*** DATA RECORDS Section Begins ***

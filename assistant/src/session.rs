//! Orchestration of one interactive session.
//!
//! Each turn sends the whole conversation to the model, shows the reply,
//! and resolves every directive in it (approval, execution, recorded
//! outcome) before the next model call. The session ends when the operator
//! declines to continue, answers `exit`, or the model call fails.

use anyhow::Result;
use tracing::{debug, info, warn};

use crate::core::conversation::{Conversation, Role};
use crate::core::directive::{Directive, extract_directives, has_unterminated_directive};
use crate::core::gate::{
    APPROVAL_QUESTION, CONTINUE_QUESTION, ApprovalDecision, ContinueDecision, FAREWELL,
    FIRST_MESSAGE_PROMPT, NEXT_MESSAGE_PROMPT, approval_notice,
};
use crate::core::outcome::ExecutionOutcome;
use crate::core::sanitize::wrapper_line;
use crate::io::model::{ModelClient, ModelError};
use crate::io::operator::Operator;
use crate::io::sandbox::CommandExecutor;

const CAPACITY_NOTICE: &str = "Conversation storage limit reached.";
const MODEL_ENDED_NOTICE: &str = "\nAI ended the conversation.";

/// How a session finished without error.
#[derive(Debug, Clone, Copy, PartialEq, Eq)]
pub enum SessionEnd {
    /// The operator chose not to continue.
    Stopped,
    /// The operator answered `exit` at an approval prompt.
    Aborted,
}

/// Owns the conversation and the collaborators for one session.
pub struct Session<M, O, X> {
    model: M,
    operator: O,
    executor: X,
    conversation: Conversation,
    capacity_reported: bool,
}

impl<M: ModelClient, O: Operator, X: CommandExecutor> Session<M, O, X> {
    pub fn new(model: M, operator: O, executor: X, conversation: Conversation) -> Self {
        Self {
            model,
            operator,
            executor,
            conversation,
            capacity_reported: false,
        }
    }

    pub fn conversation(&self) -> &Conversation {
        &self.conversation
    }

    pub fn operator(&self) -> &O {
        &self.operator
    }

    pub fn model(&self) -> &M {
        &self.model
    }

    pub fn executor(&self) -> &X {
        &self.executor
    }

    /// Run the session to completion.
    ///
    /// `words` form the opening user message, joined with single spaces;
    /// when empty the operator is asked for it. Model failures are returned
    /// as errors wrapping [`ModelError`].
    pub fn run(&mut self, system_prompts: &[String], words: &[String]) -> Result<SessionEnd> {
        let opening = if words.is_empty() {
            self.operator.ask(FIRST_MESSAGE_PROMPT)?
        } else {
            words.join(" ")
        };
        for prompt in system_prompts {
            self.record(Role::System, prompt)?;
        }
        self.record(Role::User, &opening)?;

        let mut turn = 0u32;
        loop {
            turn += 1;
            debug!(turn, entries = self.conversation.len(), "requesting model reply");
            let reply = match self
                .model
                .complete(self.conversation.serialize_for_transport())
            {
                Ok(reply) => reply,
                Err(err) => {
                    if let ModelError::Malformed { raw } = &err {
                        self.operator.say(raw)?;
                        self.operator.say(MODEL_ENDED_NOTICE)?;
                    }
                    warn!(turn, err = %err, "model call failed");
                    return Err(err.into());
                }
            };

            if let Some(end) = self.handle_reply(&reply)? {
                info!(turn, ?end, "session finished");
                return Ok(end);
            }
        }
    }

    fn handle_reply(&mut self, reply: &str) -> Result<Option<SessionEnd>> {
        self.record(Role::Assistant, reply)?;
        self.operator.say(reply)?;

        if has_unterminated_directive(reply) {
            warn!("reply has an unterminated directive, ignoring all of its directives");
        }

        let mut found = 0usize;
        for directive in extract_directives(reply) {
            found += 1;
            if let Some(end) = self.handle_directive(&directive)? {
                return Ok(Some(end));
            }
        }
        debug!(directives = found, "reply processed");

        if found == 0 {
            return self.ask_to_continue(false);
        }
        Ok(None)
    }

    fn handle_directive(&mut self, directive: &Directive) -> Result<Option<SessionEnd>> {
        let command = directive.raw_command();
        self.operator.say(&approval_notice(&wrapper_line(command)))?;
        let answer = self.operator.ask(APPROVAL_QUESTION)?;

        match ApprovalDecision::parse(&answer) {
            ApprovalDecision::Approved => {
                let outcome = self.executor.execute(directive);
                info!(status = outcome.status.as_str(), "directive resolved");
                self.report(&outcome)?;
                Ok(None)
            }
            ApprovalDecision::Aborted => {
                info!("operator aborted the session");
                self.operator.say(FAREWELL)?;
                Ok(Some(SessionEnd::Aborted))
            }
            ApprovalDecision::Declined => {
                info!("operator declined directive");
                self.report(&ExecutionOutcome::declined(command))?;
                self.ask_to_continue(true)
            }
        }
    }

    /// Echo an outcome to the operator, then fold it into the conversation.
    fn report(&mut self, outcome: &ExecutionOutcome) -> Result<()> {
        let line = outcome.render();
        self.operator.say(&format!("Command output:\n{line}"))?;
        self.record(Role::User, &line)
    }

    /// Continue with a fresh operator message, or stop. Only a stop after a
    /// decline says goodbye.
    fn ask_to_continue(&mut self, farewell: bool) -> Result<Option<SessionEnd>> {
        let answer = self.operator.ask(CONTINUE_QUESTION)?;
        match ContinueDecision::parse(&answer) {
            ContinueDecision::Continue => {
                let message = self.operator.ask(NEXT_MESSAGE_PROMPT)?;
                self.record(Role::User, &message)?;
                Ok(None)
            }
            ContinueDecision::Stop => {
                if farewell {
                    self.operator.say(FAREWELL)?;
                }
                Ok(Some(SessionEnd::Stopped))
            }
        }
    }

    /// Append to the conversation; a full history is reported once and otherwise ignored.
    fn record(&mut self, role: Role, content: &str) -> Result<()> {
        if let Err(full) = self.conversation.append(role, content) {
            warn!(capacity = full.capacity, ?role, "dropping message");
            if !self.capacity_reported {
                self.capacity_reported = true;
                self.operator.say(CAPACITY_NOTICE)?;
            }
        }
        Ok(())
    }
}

*** DATA RECORDS Section Ends ***

Retype the entries word for word.

filename assistant/src/session.rs
//! Orchestration of one interactive session.
//!
//! Each turn sends the whole conversation to the model, shows the reply,
//! and resolves every directive in it (approval, execution, recorded
//! outcome) before the next model call. The session ends when the operator
//! declines to continue, answers `exit`, or the model call fails.

use anyhow::Result;
use tracing::{debug, info, warn};

use crate::core::conversation::{Conversation, Role};
use crate::core::directive::{Directive, extract_directives, has_unterminated_directive};
use crate::core::gate::{
    APPROVAL_QUESTION, CONTINUE_QUESTION, ApprovalDecision, ContinueDecision, FAREWELL,
    FIRST_MESSAGE_PROMPT, NEXT_MESSAGE_PROMPT, approval_notice,
};
use crate::core::outcome::ExecutionOutcome;
use crate::core::sanitize::wrapper_line;
use crate::io::model::{ModelClient, ModelError};
use crate::io::operator::Operator;
use crate::io::sandbox::CommandExecutor;

const CAPACITY_NOTICE: &str = "Conversation storage limit reached.";
const MODEL_ENDED_NOTICE: &str = "\nAI ended the conversation.";

/// How a session finished without error.
#[derive(Debug, Clone, Copy, PartialEq, Eq)]
pub enum SessionEnd {
    /// The operator chose not to continue.
    Stopped,
    /// The operator answered `exit` at an approval prompt.
    Aborted,
}

/// Owns the conversation and the collaborators for one session.
pub struct Session<M, O, X> {
    model: M,
    operator: O,
    executor: X,
    conversation: Conversation,
    capacity_reported: bool,
}

impl<M: ModelClient, O: Operator, X: CommandExecutor> Session<M, O, X> {
    pub fn new(model: M, operator: O, executor: X, conversation: Conversation) -> Self {
        Self {
            model,
            operator,
            executor,
            conversation,
            capacity_reported: false,
        }
    }

    pub fn conversation(&self) -> &Conversation {
        &self.conversation
    }

    pub fn operator(&self) -> &O {
        &self.operator
    }

    pub fn model(&self) -> &M {
        &self.model
    }

    pub fn executor(&self) -> &X {
        &self.executor
    }

    /// Run the session to completion.
    ///
    /// `words` form the opening user message, joined with single spaces;
    /// when empty the operator is asked for it. Model failures are returned
    /// as errors wrapping [`ModelError`].
    pub fn run(&mut self, system_prompts: &[String], words: &[String]) -> Result<SessionEnd> {
        let opening = if words.is_empty() {
            self.operator.ask(FIRST_MESSAGE_PROMPT)?
        } else {
            words.join(" ")
        };
        for prompt in system_prompts {
            self.record(Role::System, prompt)?;
        }
        self.record(Role::User, &opening)?;

        let mut turn = 0u32;
        loop {
            turn += 1;
            debug!(turn, entries = self.conversation.len(), "requesting model reply");
            let reply = match self
                .model
                .complete(self.conversation.serialize_for_transport())
            {
                Ok(reply) => reply,
                Err(err) => {
                    if let ModelError::Malformed { raw } = &err {
                        self.operator.say(raw)?;
                        self.operator.say(MODEL_ENDED_NOTICE)?;
                    }
                    warn!(turn, err = %err, "model call failed");
                    return Err(err.into());
                }
            };

            if let Some(end) = self.handle_reply(&reply)? {
                info!(turn, ?end, "session finished");
                return Ok(end);
            }
        }
    }

    fn handle_reply(&mut self, reply: &str) -> Result<Option<SessionEnd>> {
        self.record(Role::Assistant, reply)?;
        self.operator.say(reply)?;

        if has_unterminated_directive(reply) {
            warn!("reply has an unterminated directive, ignoring all of its directives");
        }

        let mut found = 0usize;
        for directive in extract_directives(reply) {
            found += 1;
            if let Some(end) = self.handle_directive(&directive)? {
                return Ok(Some(end));
            }
        }
        debug!(directives = found, "reply processed");

        if found == 0 {
            return self.ask_to_continue(false);
        }
        Ok(None)
    }

    fn handle_directive(&mut self, directive: &Directive) -> Result<Option<SessionEnd>> {
        let command = directive.raw_command();
        self.operator.say(&approval_notice(&wrapper_line(command)))?;
        let answer = self.operator.ask(APPROVAL_QUESTION)?;

        match ApprovalDecision::parse(&answer) {
            ApprovalDecision::Approved => {
                let outcome = self.executor.execute(directive);
                info!(status = outcome.status.as_str(), "directive resolved");
                self.report(&outcome)?;
                Ok(None)
            }
            ApprovalDecision::Aborted => {
                info!("operator aborted the session");
                self.operator.say(FAREWELL)?;
                Ok(Some(SessionEnd::Aborted))
            }
            ApprovalDecision::Declined => {
                info!("operator declined directive");
                self.report(&ExecutionOutcome::declined(command))?;
                self.ask_to_continue(true)
            }
        }
    }

    /// Echo an outcome to the operator, then fold it into the conversation.
    fn report(&mut self, outcome: &ExecutionOutcome) -> Result<()> {
        let line = outcome.render();
        self.operator.say(&format!("Command output:\n{line}"))?;
        self.record(Role::User, &line)
    }

    /// Continue with a fresh operator message, or stop. Only a stop after a
    /// decline says goodbye.
    fn ask_to_continue(&mut self, farewell: bool) -> Result<Option<SessionEnd>> {
        let answer = self.operator.ask(CONTINUE_QUESTION)?;
        match ContinueDecision::parse(&answer) {
            ContinueDecision::Continue => {
                let message = self.operator.ask(NEXT_MESSAGE_PROMPT)?;
                self.record(Role::User, &message)?;
                Ok(None)
            }
            ContinueDecision::Stop => {
                if farewell {
                    self.operator.say(FAREWELL)?;
                }
                Ok(Some(SessionEnd::Stopped))
            }
        }
    }

    /// Append to the conversation; a full history is reported once and otherwise ignored.
    fn record(&mut self, role: Role, content: &str) -> Result<()> {
        if let Err(full) = self.conversation.append(role, content) {
            warn!(capacity = full.capacity, ?role, "dropping message");
            if !self.capacity_reported {
                self.capacity_reported = true;
                self.operator.say(CAPACITY_NOTICE)?;
            }
        }
        Ok(())
    }
}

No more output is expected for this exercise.